Existing privacy research is fragmented across isolated technical domains (e.g., CV, NLP, networking), failing to address real-world, cross-contextual privacy concerns. Method: We propose a human-centered privacy modeling framework grounded in Contextual Integrity (CI) theory—first systematically integrating CI into large language models (LLMs). Our approach constructs the first multi-ontology privacy checklist incorporating social identities, sensitive attributes, and the full HIPAA regulatory framework. Leveraging expert-annotated, multi-source ontology fusion, it extends beyond traditional PII definitions to enable context-aware, human-interpretable privacy assessment. Contribution/Results: Experiments demonstrate LLMs’ efficacy in structured regulatory comprehension and context-sensitive privacy reasoning. Our framework establishes a novel paradigm for generalizable, cross-domain privacy risk identification—bridging theoretical privacy principles with scalable, deployable AI-driven assessment.

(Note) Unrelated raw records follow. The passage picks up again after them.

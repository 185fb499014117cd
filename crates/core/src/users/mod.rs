pub mod users_model;
pub mod users_service;
pub mod users_traits;

pub use users_model::{NewUser, User};
pub use users_service::UserService;
pub use users_traits::{UserRepositoryTrait, UserServiceTrait};
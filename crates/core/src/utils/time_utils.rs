use chrono::{DateTime, Datelike, Months, NaiveDate, Utc};
use chrono_tz::Tz;

/// Canonical timezone for accrual dates.
/// Accrual months are calendar months; this is the single timezone used to
/// decide which calendar month "now" falls into.
pub const DEFAULT_ACCRUAL_TZ: Tz = chrono_tz::UTC;

/// Converts a UTC instant to an accrual date in the given timezone.
pub fn accrual_date_from_utc(instant: DateTime<Utc>, tz: Tz) -> NaiveDate {
    instant.with_timezone(&tz).date_naive()
}

/// Convenience function that uses the default accrual timezone.
pub fn accrual_date_today() -> NaiveDate {
    accrual_date_from_utc(Utc::now(), DEFAULT_ACCRUAL_TZ)
}

/// Normalizes a date to the first day of its calendar month.
pub fn start_of_month(date: NaiveDate) -> NaiveDate {
    NaiveDate::from_ymd_opt(date.year(), date.month(), 1)
        .expect("first of an existing month is a valid date")
}

/// Adds (or subtracts, for negative `months`) whole calendar months.
pub fn add_months(date: NaiveDate, months: i32) -> NaiveDate {
    let shifted = if months >= 0 {
        date.checked_add_months(Months::new(months as u32))
    } else {
        date.checked_sub_months(Months::new(months.unsigned_abs()))
    };
    shifted.expect("month arithmetic stays within chrono's date range")
}

/// Signed number of whole calendar months from `earlier` to `later`,
/// ignoring the day component.
pub fn months_between(later: NaiveDate, earlier: NaiveDate) -> i32 {
    (later.year() - earlier.year()) * 12 + later.month() as i32 - earlier.month() as i32
}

Privacy research has attracted wide attention as individuals worry that their private data can be easily leaked during interactions with smart devices, social platforms, and AI applications. Computer science researchers, on the other hand, commonly study privacy issues through privacy attacks and defenses on segmented fields. Privacy research is conducted on various sub-fields, including Computer Vision (CV), Natural Language Processing (NLP), and Computer Networks. Within each field, privacy has its own formulation. Though pioneering works on attacks and defenses reveal sensitive privacy issues, they are narrowly trapped and cannot fully cover people's actual privacy concerns. Consequently, the research on general and human-centric privacy research remains rather unexplored. In this paper, we formulate the privacy issue as a reasoning problem rather than simple pattern matching. We ground on the Contextual Integrity (CI) theory which posits that people's perceptions of privacy are highly correlated with the corresponding social context. Based on such an assumption, we develop the first comprehensive checklist that covers social identities, private attributes, and existing privacy regulations. Unlike prior works on CI that either cover limited expert annotated norms or model incomplete social context, our proposed privacy checklist uses the whole Health Insurance Portability and Accountability Act of 1996 (HIPAA) as an example, to show that we can resort to large language models (LLMs) to completely cover the HIPAA's regulations. Additionally, our checklist also gathers expert annotations across multiple ontologies to determine private information including but not limited to personally identifiable information (PII). We use our preliminary results on the HIPAA to shed light on future context-centric privacy research to cover more privacy regulations, social norms and standards.